//! The [`BestFitMalloc`] allocator.
//
// # Implementation notes
// ## Block requirements
// Payload sizes are rounded up to a multiple of `BLOCK_ALIGN` before any
// directory work happens, so every block the engine manages satisfies the
// directory invariants (aligned offsets, sizes divisible by 8). The public
// operations do the rounding; the private ones assume it.
//
// ## Pointer validation
// Raw payload pointers coming back through `release`/`resize` are never
// trusted. They are bounds-checked against the managed region, then routed
// through the on-heap stamp to an arena handle, and the arena's generation
// check rejects anything stale. Only after all of that is the directory
// mutated.

use crate::arena::{BlockHandle, SlotArena};
use crate::block::{Block, Provenance, Stamp, BLOCK_ALIGN, HEADER_SIZE, MIN_REMAINDER};
use crate::directory::Directory;
use crate::growers::Grower;
use crate::util::{checked_ptr_add, round_to_block};

use core::ptr::{copy_nonoverlapping, write_bytes, NonNull};
use std::fmt;

use tracing::{debug, error, instrument, Level};

/// Errors reported by [`BestFitMalloc::release`].
#[derive(Copy, Clone, Debug, PartialEq, Eq)]
pub enum ReleaseError {
    /// The pointed-to block is already free. The directory is still
    /// consistent; the caller decides whether to abort, log, or ignore.
    AlreadyFree,
    /// The pointer does not name a live allocation of this allocator:
    /// out of bounds, misaligned, clobbered stamp, or a stale handle to a
    /// block long since absorbed by coalescing.
    UnknownPointer,
}

impl fmt::Display for ReleaseError {
    fn fmt(&self, f: &mut fmt::Formatter<'_>) -> fmt::Result {
        match self {
            ReleaseError::AlreadyFree => write!(f, "block is already free"),
            ReleaseError::UnknownPointer => {
                write!(f, "pointer does not name a live allocation")
            }
        }
    }
}

impl std::error::Error for ReleaseError {}

/// Outcome of a best-fit walk.
#[derive(Debug)]
enum Fit {
    /// A free block able to hold the request, already split down to size
    /// where worthwhile.
    Found(BlockHandle),
    /// No free block fits; `last` is the directory tail, where fresh space
    /// gets appended.
    Exhausted { last: BlockHandle },
}

/// A single-threaded best-fit allocator over a growable contiguous heap.
///
/// The allocator owns all of its state: the descriptor arena, the
/// address-ordered directory, the grower, and the heap-start/heap-top
/// cursors. Freed memory is reclaimed into the directory and reused; it is
/// never returned to the grower.
pub struct BestFitMalloc<G: Grower> {
    arena: SlotArena,
    directory: Directory,
    grower: G,
    heap_start: Option<NonNull<u8>>,
    heap_top: Option<NonNull<u8>>,
}

impl<G: Grower> fmt::Debug for BestFitMalloc<G> {
    fn fmt(&self, f: &mut fmt::Formatter<'_>) -> fmt::Result {
        f.debug_struct("BestFitMalloc")
            .field("blocks", &self.arena.len())
            .field("heap_start", &self.heap_start)
            .field("heap_top", &self.heap_top)
            .finish()
    }
}
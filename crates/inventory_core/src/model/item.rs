//! Item domain model.
//!
//! # Responsibility
//! - Define the canonical record for one stock-keeping unit.
//! - Provide derived read-only views (stock availability, formatted price).
//!
//! # Invariants
//! - `id == UNASSIGNED_ITEM_ID` means the store has not assigned identity yet.
//! - Identity is immutable once assigned by the store.
//! - No validation happens here; input checks belong to the controller.

use crate::model::currency::CurrencyFormat;
use serde::{Deserialize, Serialize};

/// Integer identity assigned by the store on first insert.
pub type ItemId = i64;

/// Sentinel identity for items that were never persisted.
pub const UNASSIGNED_ITEM_ID: ItemId = 0;

/// One inventory line: name, unit price and units on hand.
#[derive(Debug, Clone, PartialEq, Serialize, Deserialize)]
pub struct Item {
    /// Store-assigned identity; `0` until the first insert.
    #[serde(default)]
    pub id: ItemId,
    /// Display name. Uniqueness is not enforced.
    pub name: String,
    /// Unit price as a double; not currency-safe.
    pub price: f64,
    /// Units on hand. Selling never takes this below zero.
    #[serde(rename = "quantity")]
    pub quantity_in_stock: i32,
}

impl Item {
    /// Creates an item without identity; the store assigns one on insert.
    pub fn new(name: impl Into<String>, price: f64, quantity_in_stock: i32) -> Self {
        Self::with_id(UNASSIGNED_ITEM_ID, name, price, quantity_in_stock)
    }

    /// Creates an item carrying a caller-provided identity.
    ///
    /// Used by update paths where the row already exists.
    pub fn with_id(
        id: ItemId,
        name: impl Into<String>,
        price: f64,
        quantity_in_stock: i32,
    ) -> Self {
        Self {
            id,
            name: name.into(),
            price,
            quantity_in_stock,
        }
    }

    /// Returns a copy with `quantity_in_stock` replaced.
    pub fn with_quantity(&self, quantity_in_stock: i32) -> Self {
        Self {
            quantity_in_stock,
            ..self.clone()
        }
    }

    /// Returns whether the store has assigned identity to this item.
    pub fn has_assigned_id(&self) -> bool {
        self.id != UNASSIGNED_ITEM_ID
    }

    /// Returns whether at least one unit can be sold.
    pub fn is_in_stock(&self) -> bool {
        self.quantity_in_stock > 0
    }

    /// Renders `price` with the default currency format.
    pub fn formatted_price(&self) -> String {
        self.formatted_price_with(&CurrencyFormat::default())
    }

    /// Renders `price` with an explicit currency format.
    pub fn formatted_price_with(&self, format: &CurrencyFormat) -> String {
        format.format(self.price)
    }
}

----------------

- [INSTRUCTIONS FOR THE TASK]
Write out every line of the entries that holds the word "SlotArena".

- [YOUR SOLUTION]
use crate::arena::{BlockHandle, SlotArena};
    arena: SlotArena,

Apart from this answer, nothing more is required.